Mayuyukirin Mayuyukirin - 10 months ago 33 Question

Retrieve parts of text inside <li>

I have HTML like this

<li class="in-ttl-b">(a) kanji; a Chinese character [ideograph]
<ul class="list-data-b-in"><li class="text-jejp text-c"><span class="ex">漢字で書く</span></li><li class="text-jeen text-c">write in <i>kanji</i> [<i>Chinese characters</i>]</li></ul>
<ul class="list-data-b-in"><li class="text-jejp text-c"><span class="ex">常用漢字</span></li><li class="text-jeen text-c"><i>Chinese characters</i> for everyday use (in Japan)</li></ul>

How can I get only
kanji; a Chinese character [ideograph]

Answer Source

You can get that by selecting the first text node that is child of the outer li element.

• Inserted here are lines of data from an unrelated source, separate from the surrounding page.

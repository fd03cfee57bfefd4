//! Crawl orchestration: wires configuration, discovery, the worker pool,
//! and the progress store into one run.
//!
//! A run is one discovery task feeding N download workers through a
//! bounded channel, with a periodic persist task flushing the progress
//! file. Discovery dropping the channel sender is the completion signal;
//! the run then joins the workers, persists a final time, and returns the
//! derived statistics. Interruption takes the same path, so a cancelled
//! run still ends with a consistent progress file.

use std::path::PathBuf;
use std::sync::Arc;
use std::time::Duration;

use thiserror::Error;
use tokio::sync::mpsc;
use tracing::{info, instrument, warn};
use url::Url;

use crate::config::{ConfigError, CrawlConfig};
use crate::discover::Discovery;
use crate::fetch::retry::{RetryDecision, RetryPolicy, classify_error};
use crate::fetch::{DestMapper, FetchError, HttpClient, RateLimiter, WorkerPool};
use crate::listing::looks_like_listing_shell;
use crate::progress::{ProgressError, ProgressStore, Statistics};
use crate::report;
use crate::shutdown::ShutdownToken;

/// Intake channel capacity; bounds how far discovery runs ahead of the
/// workers.
const INTAKE_CAPACITY: usize = 64;

/// How often the progress file is flushed during a run.
const PERSIST_INTERVAL: Duration = Duration::from_secs(10);

/// Fatal errors that stop a run before or at startup.
#[derive(Debug, Error)]
pub enum CrawlError {
    #[error(transparent)]
    Config(#[from] ConfigError),

    #[error(transparent)]
    Client(#[from] FetchError),

    #[error("root URL unreachable: {0}")]
    RootUnreachable(#[source] FetchError),

    #[error(transparent)]
    Progress(#[from] ProgressError),

    #[error("cannot prepare output directory {path}: {source}")]
    OutputDir {
        path: PathBuf,
        #[source]
        source: std::io::Error,
    },
}

/// Runs one crawl to completion (or until the token triggers).
///
/// Partial failure is not an error: entry-level problems end up as
/// records in the returned statistics. An `Err` means the run could not
/// start at all.
///
/// # Errors
///
/// Returns [`CrawlError`] for invalid configuration, an unwritable output
/// directory, a client that cannot be built, an unreachable root URL, or
/// a progress file that cannot be read or written.
#[instrument(skip_all, fields(url = %config.url))]
pub async fn run(config: CrawlConfig, token: ShutdownToken) -> Result<Statistics, CrawlError> {
    config.validate()?;

    tokio::fs::create_dir_all(&config.output_dir)
        .await
        .map_err(|e| CrawlError::OutputDir {
            path: config.output_dir.clone(),
            source: e,
        })?;

    let client = HttpClient::new(&config.user_agent, config.timeout, config.verify_ssl)?;
    let policy = RetryPolicy::default();
    let progress_path = config.progress_path();

    let store = Arc::new(load_store(&config).await?);

    if probe_root(&client, &policy, &config.url, &token).await? {
        // Cancelled before the crawl started; nothing to report.
        return Ok(store.statistics());
    }

    let limiter = Arc::new(RateLimiter::new(config.delay));
    let mapper = DestMapper::new(&config.url, &config.output_dir);
    let bar = report::download_bar();

    let (tx, rx) = mpsc::channel(INTAKE_CAPACITY);
    let pool = WorkerPool::new(
        client.clone(),
        Arc::clone(&limiter),
        Arc::clone(&store),
        token.clone(),
        policy.clone(),
    )
    .dry_run(config.dry_run)
    .extension_filter(&config.extensions)
    .progress_bar(bar.clone());
    let workers = pool.spawn(config.workers, rx);

    let persist_task = spawn_persist_task(Arc::clone(&store), progress_path.clone());

    let discovery = Discovery::new(
        client,
        limiter,
        Arc::clone(&store),
        token.clone(),
        policy,
        mapper,
    )
    .max_depth(config.max_depth)
    .ignore_robots(config.ignore_robots);

    // run() consumes tx; the channel closes when discovery returns, which
    // lets the workers drain and exit.
    discovery.run(config.url.clone(), tx).await;

    for worker in workers {
        if let Err(e) = worker.await {
            warn!(error = %e, "download worker panicked");
        }
    }

    persist_task.abort();
    store.persist(&progress_path).await?;
    bar.finish_and_clear();

    info!(path = %progress_path.display(), "progress saved");
    Ok(store.statistics())
}

/// Loads or creates the progress store per the resume setting. An
/// explicitly named resume file that cannot be read is fatal.
async fn load_store(config: &CrawlConfig) -> Result<ProgressStore, CrawlError> {
    let Some(path) = &config.resume_from else {
        return Ok(ProgressStore::new(&config.url));
    };
    let state = ProgressStore::load(path).await?;
    if state.base_url != config.url.as_str() {
        warn!(
            previous = %state.base_url,
            current = %config.url,
            "progress file is for a different root URL, starting fresh"
        );
        return Ok(ProgressStore::new(&config.url));
    }
    info!(
        downloaded = state.downloaded.len(),
        failed = state.failed.len(),
        "resuming from previous run"
    );
    Ok(ProgressStore::from_state(state))
}

/// Verifies the root URL responds before any workers spawn. Returns
/// `Ok(true)` when shutdown triggered mid-probe.
async fn probe_root(
    client: &HttpClient,
    policy: &RetryPolicy,
    root: &Url,
    token: &ShutdownToken,
) -> Result<bool, CrawlError> {
    let mut attempt: u32 = 0;
    loop {
        attempt += 1;
        match client.fetch_listing(root).await {
            Ok(response) => {
                if !looks_like_listing_shell(&response.body) {
                    warn!(
                        url = %root,
                        "root page does not look like a directory listing"
                    );
                }
                return Ok(false);
            }
            Err(error) => match policy.should_retry(classify_error(&error), attempt) {
                RetryDecision::Retry { delay, .. } => {
                    warn!(url = %root, attempt, %error, "root probe failed, retrying");
                    tokio::select! {
                        () = tokio::time::sleep(delay) => {}
                        () = token.cancelled() => return Ok(true),
                    }
                }
                RetryDecision::DoNotRetry { .. } => {
                    return Err(CrawlError::RootUnreachable(error));
                }
            },
        }
    }
}

fn spawn_persist_task(store: Arc<ProgressStore>, path: PathBuf) -> tokio::task::JoinHandle<()> {
    tokio::spawn(async move {
        let mut ticker = tokio::time::interval(PERSIST_INTERVAL);
        ticker.tick().await; // the first tick fires immediately
        loop {
            ticker.tick().await;
            if let Err(e) = store.persist(&path).await {
                warn!(error = %e, "periodic progress persist failed");
            }
        }
    })
}
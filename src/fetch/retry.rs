//! Retry logic with exponential backoff for transient fetch failures.
//!
//! When a listing fetch or file download fails, the error is classified
//! into a [`FailureType`]:
//! - [`FailureType::Transient`] - temporary failures that may succeed on retry
//! - [`FailureType::Permanent`] - failures that won't succeed regardless of retries
//! - [`FailureType::RateLimited`] - server rate limiting (retries with backoff,
//!   Retry-After honored by the caller)
//!
//! The [`RetryPolicy`] then decides whether to retry based on failure type
//! and attempt count, calculating exponential backoff delays with jitter.

use std::time::Duration;

use rand::Rng;
use tracing::{debug, instrument};

use super::FetchError;

/// Default maximum retry attempts.
pub const DEFAULT_MAX_RETRIES: u32 = 3;

/// Default base delay for exponential backoff (1 second).
const DEFAULT_BASE_DELAY: Duration = Duration::from_secs(1);

/// Default maximum delay cap (32 seconds).
const DEFAULT_MAX_DELAY: Duration = Duration::from_secs(32);

/// Default backoff multiplier (doubles each attempt).
const DEFAULT_BACKOFF_MULTIPLIER: f32 = 2.0;

/// Maximum jitter added to delays (500ms).
const MAX_JITTER: Duration = Duration::from_millis(500);

/// Classification of fetch failure types.
#[derive(Debug, Clone, Copy, PartialEq, Eq)]
pub enum FailureType {
    /// Temporary failure that may succeed on retry.
    ///
    /// Examples: network timeout, 5xx server errors, connection refused.
    Transient,

    /// Permanent failure that won't succeed regardless of retries.
    ///
    /// Examples: 404 Not Found, 403 Forbidden, invalid URL, local IO errors.
    Permanent,

    /// Server rate limiting (HTTP 429).
    RateLimited,
}

/// Decision on whether to retry a failed fetch.
#[derive(Debug, Clone, PartialEq, Eq)]
pub enum RetryDecision {
    /// Retry after the specified delay.
    Retry {
        /// How long to wait before retrying.
        delay: Duration,
        /// Which attempt number this will be (1-indexed, so first retry is attempt 2).
        attempt: u32,
    },

    /// Do not retry.
    DoNotRetry {
        /// Human-readable reason why retry is not attempted.
        reason: String,
    },
}

/// Configuration for retry behavior with exponential backoff.
///
/// Delay formula: `min(base_delay * multiplier^attempt, max_delay) + jitter`.
/// With defaults, delays are approximately 1s, 2s, 4s.
#[derive(Debug, Clone)]
pub struct RetryPolicy {
    /// Maximum number of attempts (including the initial attempt).
    max_attempts: u32,

    /// Base delay for the first retry.
    base_delay: Duration,

    /// Maximum delay cap.
    max_delay: Duration,

    /// Multiplier applied each attempt (typically 2.0 for doubling).
    backoff_multiplier: f32,
}

impl Default for RetryPolicy {
    fn default() -> Self {
        Self {
            max_attempts: DEFAULT_MAX_RETRIES,
            base_delay: DEFAULT_BASE_DELAY,
            max_delay: DEFAULT_MAX_DELAY,
            backoff_multiplier: DEFAULT_BACKOFF_MULTIPLIER,
        }
    }
}

impl RetryPolicy {
    /// Creates a policy with a custom `max_attempts`, using defaults for other settings.
    #[must_use]
    pub fn with_max_attempts(max_attempts: u32) -> Self {
        Self {
            max_attempts: max_attempts.max(1),
            ..Self::default()
        }
    }

    /// Returns the maximum number of attempts configured.
    #[must_use]
    pub fn max_attempts(&self) -> u32 {
        self.max_attempts
    }

    /// Determines whether to retry a failed fetch.
    ///
    /// `attempt` is the attempt number that just failed (1-indexed).
    #[instrument(skip(self), fields(max_attempts = self.max_attempts))]
    pub fn should_retry(&self, failure_type: FailureType, attempt: u32) -> RetryDecision {
        match failure_type {
            FailureType::Permanent => {
                return RetryDecision::DoNotRetry {
                    reason: "permanent failure - retry would not help".to_string(),
                };
            }
            FailureType::Transient | FailureType::RateLimited => {}
        }

        if attempt >= self.max_attempts {
            debug!(attempt, max = self.max_attempts, "max attempts reached");
            return RetryDecision::DoNotRetry {
                reason: format!("max attempts ({}) exhausted", self.max_attempts),
            };
        }

        let delay = self.calculate_delay(attempt);

        debug!(
            attempt,
            next_attempt = attempt + 1,
            delay_ms = delay.as_millis(),
            "will retry"
        );

        RetryDecision::Retry {
            delay,
            attempt: attempt + 1,
        }
    }

    /// Calculates the delay for a retry attempt with exponential backoff and jitter.
    #[allow(clippy::cast_possible_truncation, clippy::cast_sign_loss)]
    fn calculate_delay(&self, attempt: u32) -> Duration {
        let base_ms = self.base_delay.as_millis() as f64;
        let multiplier = f64::from(self.backoff_multiplier);

        // attempt is 0-indexed for the exponent (attempt 1 = 2^0 = 1x base)
        let exponent = f64::from(attempt.saturating_sub(1));
        let delay_ms = base_ms * multiplier.powf(exponent);

        let capped_ms = delay_ms.min(self.max_delay.as_millis() as f64);

        Duration::from_millis(capped_ms as u64) + calculate_jitter()
    }
}

/// Generates random jitter between 0 and `MAX_JITTER`.
///
/// Jitter prevents thundering herd when multiple fetches fail
/// simultaneously and retry at the same time.
#[allow(clippy::cast_possible_truncation)]
fn calculate_jitter() -> Duration {
    let mut rng = rand::thread_rng();
    let jitter_ms = rng.gen_range(0..=MAX_JITTER.as_millis() as u64);
    Duration::from_millis(jitter_ms)
}

/// Classifies a fetch error into a failure type for retry decisions.
///
/// HTTP status codes: 408/5xx are transient, 429 is rate-limited, other
/// 4xx are permanent. Timeouts and most network errors are transient.
/// Local IO errors and invalid URLs are permanent.
#[instrument]
pub fn classify_error(error: &FetchError) -> FailureType {
    match error {
        FetchError::HttpStatus { status, .. } => classify_http_status(*status),
        FetchError::Timeout { .. } => FailureType::Transient,
        FetchError::Network { .. } => FailureType::Transient,
        FetchError::Io { .. } | FetchError::InvalidUrl { .. } | FetchError::Build(_) => {
            FailureType::Permanent
        }
    }
}

/// Classifies an HTTP status code into a failure type.
fn classify_http_status(status: u16) -> FailureType {
    match status {
        408 => FailureType::Transient,
        429 => FailureType::RateLimited,
        500..=599 => FailureType::Transient,
        _ => FailureType::Permanent,
    }
}

#[cfg(test)]
#[allow(clippy::unwrap_used)]
mod tests {
    use super::*;

    #[test]
    fn test_default_policy_max_attempts() {
        let policy = RetryPolicy::default();
        assert_eq!(policy.max_attempts(), DEFAULT_MAX_RETRIES);
    }

    #[test]
    fn test_with_max_attempts_clamps_to_one() {
        let policy = RetryPolicy::with_max_attempts(0);
        assert_eq!(policy.max_attempts(), 1);
    }

    #[test]
    fn test_permanent_failure_not_retried() {
        let policy = RetryPolicy::default();
        let decision = policy.should_retry(FailureType::Permanent, 1);
        assert!(matches!(decision, RetryDecision::DoNotRetry { .. }));
    }

    #[test]
    fn test_transient_failure_retried_with_delay() {
        let policy = RetryPolicy::default();
        match policy.should_retry(FailureType::Transient, 1) {
            RetryDecision::Retry { delay, attempt } => {
                assert_eq!(attempt, 2);
                // base 1s plus at most 500ms jitter
                assert!(delay >= Duration::from_secs(1));
                assert!(delay <= Duration::from_millis(1500));
            }
            RetryDecision::DoNotRetry { reason } => panic!("expected retry, got: {reason}"),
        }
    }

    #[test]
    fn test_rate_limited_failure_retried() {
        let policy = RetryPolicy::default();
        let decision = policy.should_retry(FailureType::RateLimited, 1);
        assert!(matches!(decision, RetryDecision::Retry { .. }));
    }

    #[test]
    fn test_max_attempts_exhausted() {
        let policy = RetryPolicy::with_max_attempts(3);
        let decision = policy.should_retry(FailureType::Transient, 3);
        match decision {
            RetryDecision::DoNotRetry { reason } => {
                assert!(reason.contains("exhausted"), "reason: {reason}");
            }
            RetryDecision::Retry { .. } => panic!("expected DoNotRetry"),
        }
    }

    #[test]
    fn test_backoff_delay_grows() {
        let policy = RetryPolicy::with_max_attempts(5);
        let d1 = match policy.should_retry(FailureType::Transient, 1) {
            RetryDecision::Retry { delay, .. } => delay,
            RetryDecision::DoNotRetry { .. } => panic!("expected retry"),
        };
        let d3 = match policy.should_retry(FailureType::Transient, 3) {
            RetryDecision::Retry { delay, .. } => delay,
            RetryDecision::DoNotRetry { .. } => panic!("expected retry"),
        };
        // attempt 3 delay (4s base) always exceeds attempt 1 delay (1s base + <=0.5s jitter)
        assert!(d3 > d1);
    }

    #[test]
    fn test_classify_http_statuses() {
        assert_eq!(
            classify_error(&FetchError::http_status("http://x/", 404)),
            FailureType::Permanent
        );
        assert_eq!(
            classify_error(&FetchError::http_status("http://x/", 403)),
            FailureType::Permanent
        );
        assert_eq!(
            classify_error(&FetchError::http_status("http://x/", 429)),
            FailureType::RateLimited
        );
        assert_eq!(
            classify_error(&FetchError::http_status("http://x/", 500)),
            FailureType::Transient
        );
        assert_eq!(
            classify_error(&FetchError::http_status("http://x/", 503)),
            FailureType::Transient
        );
        assert_eq!(
            classify_error(&FetchError::http_status("http://x/", 408)),
            FailureType::Transient
        );
    }

    #[test]
    fn test_classify_timeout_transient() {
        assert_eq!(
            classify_error(&FetchError::timeout("http://x/")),
            FailureType::Transient
        );
    }

    #[test]
    fn test_classify_io_permanent() {
        let io = std::io::Error::new(std::io::ErrorKind::Other, "disk full");
        assert_eq!(
            classify_error(&FetchError::io("/tmp/x", io)),
            FailureType::Permanent
        );
    }

    #[test]
    fn test_classify_invalid_url_permanent() {
        assert_eq!(
            classify_error(&FetchError::invalid_url("nope")),
            FailureType::Permanent
        );
    }
}
#[cfg(test)]
#[allow(clippy::unwrap_used)]
mod tests {
    use std::time::Duration;

    use wiremock::matchers::{method, path};
    use wiremock::{Mock, MockServer, ResponseTemplate};

    use super::*;

    fn url(s: &str) -> Url {
        Url::parse(s).unwrap()
    }

    #[test]
    fn test_ensure_dir_url_adds_slash() {
        assert_eq!(
            ensure_dir_url(url("http://e.com/files")).as_str(),
            "http://e.com/files/"
        );
        assert_eq!(
            ensure_dir_url(url("http://e.com/files/")).as_str(),
            "http://e.com/files/"
        );
    }

    #[test]
    fn test_normalize_url_slash_and_encoding_insensitive() {
        let a = normalize_url(&url("http://E.com/files/sub/"));
        let b = normalize_url(&url("http://e.com/files/sub"));
        let c = normalize_url(&url("http://e.com/files/%73ub"));
        assert_eq!(a, b);
        assert_eq!(b, c);
    }

    #[test]
    fn test_normalize_url_keeps_query_distinct() {
        let plain = normalize_url(&url("http://e.com/f/a.pdf"));
        let query = normalize_url(&url("http://e.com/f/a.pdf?v=2"));
        assert_ne!(plain, query);
    }

    #[test]
    fn test_dynamic_content_detection() {
        assert!(is_dynamic_content(&url("http://e.com/download.php")));
        assert!(is_dynamic_content(&url("http://e.com/list?sort=name")));
        assert!(!is_dynamic_content(&url("http://e.com/report.pdf?v=2")));
        assert!(!is_dynamic_content(&url("http://e.com/report.pdf")));
    }

    fn discovery_for(server: &MockServer) -> (Discovery, Arc<ProgressStore>) {
        let base = url(&format!("{}/files/", server.uri()));
        let store = Arc::new(ProgressStore::new(&base));
        let client = HttpClient::new("test-agent/1.0", Duration::from_secs(10), true).unwrap();
        let discovery = Discovery::new(
            client,
            Arc::new(RateLimiter::new(Duration::ZERO)),
            Arc::clone(&store),
            ShutdownToken::new(),
            RetryPolicy::with_max_attempts(1),
            DestMapper::new(&base, "/out"),
        )
        .ignore_robots(true);
        (discovery, store)
    }

    async fn collect_tasks(mut rx: mpsc::Receiver<FileTask>) -> Vec<FileTask> {
        let mut tasks = Vec::new();
        while let Some(task) = rx.recv().await {
            tasks.push(task);
        }
        tasks
    }

    #[tokio::test]
    async fn test_two_level_traversal_emits_files_in_order() {
        let server = MockServer::start().await;
        Mock::given(method("GET"))
            .and(path("/files/"))
            .respond_with(ResponseTemplate::new(200).set_body_string(
                r#"<h1>Index of /files/</h1><pre><a href="a.txt">a.txt</a>
<a href="sub/">sub/</a></pre>"#,
            ))
            .mount(&server)
            .await;
        Mock::given(method("GET"))
            .and(path("/files/sub/"))
            .respond_with(ResponseTemplate::new(200).set_body_string(
                r#"<h1>Index of /files/sub/</h1><pre><a href="b.pdf">b.pdf</a></pre>"#,
            ))
            .mount(&server)
            .await;

        let (discovery, _store) = discovery_for(&server);
        let (tx, rx) = mpsc::channel(16);
        let root = url(&format!("{}/files/", server.uri()));

        let (_, tasks) = tokio::join!(discovery.run(root, tx), collect_tasks(rx));

        let names: Vec<String> = tasks
            .iter()
            .map(|t| t.url.path().to_string())
            .collect();
        assert_eq!(names, vec!["/files/a.txt", "/files/sub/b.pdf"]);
        assert_eq!(tasks[0].dest, std::path::PathBuf::from("/out/a.txt"));
        assert_eq!(tasks[1].dest, std::path::PathBuf::from("/out/sub/b.pdf"));
    }

    #[tokio::test]
    async fn test_depth_bound_records_skip() {
        let server = MockServer::start().await;
        Mock::given(method("GET"))
            .and(path("/files/"))
            .respond_with(ResponseTemplate::new(200).set_body_string(
                r#"<h1>Index of /files/</h1><pre><a href="deep/">deep/</a></pre>"#,
            ))
            .mount(&server)
            .await;
        // The subdirectory must never be fetched at depth 0.
        Mock::given(method("GET"))
            .and(path("/files/deep/"))
            .respond_with(ResponseTemplate::new(200))
            .expect(0)
            .mount(&server)
            .await;

        let (discovery, store) = discovery_for(&server);
        let (tx, rx) = mpsc::channel(16);
        let root = url(&format!("{}/files/", server.uri()));

        let (_, tasks) = tokio::join!(discovery.max_depth(0).run(root, tx), collect_tasks(rx));

        assert!(tasks.is_empty());
        let snap = store.snapshot();
        assert_eq!(snap.skipped.len(), 1);
        assert_eq!(snap.skipped[0].error.as_deref(), Some("depth limit"));
    }

    #[tokio::test]
    async fn test_unrecognized_listing_recorded_and_pruned() {
        let server = MockServer::start().await;
        Mock::given(method("GET"))
            .and(path("/files/"))
            .respond_with(
                ResponseTemplate::new(200).set_body_string(r#"{"error": "no listing here"}"#),
            )
            .mount(&server)
            .await;

        let (discovery, store) = discovery_for(&server);
        let (tx, rx) = mpsc::channel(16);
        let root = url(&format!("{}/files/", server.uri()));

        let (_, tasks) = tokio::join!(discovery.run(root, tx), collect_tasks(rx));

        assert!(tasks.is_empty());
        let snap = store.snapshot();
        assert_eq!(snap.failed.len(), 1);
        assert!(
            snap.failed[0]
                .error
                .as_deref()
                .unwrap()
                .contains("unrecognized")
        );
    }

    #[tokio::test]
    async fn test_robots_disallow_records_skip() {
        let server = MockServer::start().await;
        Mock::given(method("GET"))
            .and(path("/robots.txt"))
            .respond_with(
                ResponseTemplate::new(200)
                    .set_body_string("User-agent: *\nDisallow: /files/private/\n"),
            )
            .mount(&server)
            .await;
        Mock::given(method("GET"))
            .and(path("/files/"))
            .respond_with(ResponseTemplate::new(200).set_body_string(
                r#"<h1>Index of /files/</h1><pre><a href="private/">private/</a></pre>"#,
            ))
            .mount(&server)
            .await;
        Mock::given(method("GET"))
            .and(path("/files/private/"))
            .respond_with(ResponseTemplate::new(200))
            .expect(0)
            .mount(&server)
            .await;

        let server_base = url(&format!("{}/files/", server.uri()));
        let store = Arc::new(ProgressStore::new(&server_base));
        let client = HttpClient::new("test-agent/1.0", Duration::from_secs(10), true).unwrap();
        let discovery = Discovery::new(
            client,
            Arc::new(RateLimiter::new(Duration::ZERO)),
            Arc::clone(&store),
            ShutdownToken::new(),
            RetryPolicy::with_max_attempts(1),
            DestMapper::new(&server_base, "/out"),
        );

        let (tx, rx) = mpsc::channel(16);
        let (_, tasks) = tokio::join!(discovery.run(server_base, tx), collect_tasks(rx));

        assert!(tasks.is_empty());
        let snap = store.snapshot();
        assert_eq!(snap.skipped.len(), 1);
        assert_eq!(
            snap.skipped[0].error.as_deref(),
            Some("robots.txt disallowed")
        );
    }

    #[tokio::test]
    async fn test_dynamic_content_skipped() {
        let server = MockServer::start().await;
        Mock::given(method("GET"))
            .and(path("/files/"))
            .respond_with(ResponseTemplate::new(200).set_body_string(
                r#"<h1>Index of /files/</h1><pre><a href="download.php">download.php</a>
<a href="a.txt">a.txt</a></pre>"#,
            ))
            .mount(&server)
            .await;

        let (discovery, store) = discovery_for(&server);
        let (tx, rx) = mpsc::channel(16);
        let root = url(&format!("{}/files/", server.uri()));

        let (_, tasks) = tokio::join!(discovery.run(root, tx), collect_tasks(rx));

        assert_eq!(tasks.len(), 1);
        assert!(tasks[0].url.path().ends_with("a.txt"));
        let snap = store.snapshot();
        assert_eq!(snap.skipped.len(), 1);
        assert_eq!(snap.skipped[0].error.as_deref(), Some("dynamic content"));
    }
}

For example, assuming there can be more than one instance of li with class="in-ttl-b" :

Dim lis = HTMLDoc.DocumentNode.SelectNodes("//li[@class='in-ttl-b']")
For Each li As HtmlNode in lis 
    'select the first text node in <li> :
    Dim txt = li.SelectSingleNode("text()[1]")

dotnetfiddle demo

output :

(a) kanji; a Chinese character [ideograph]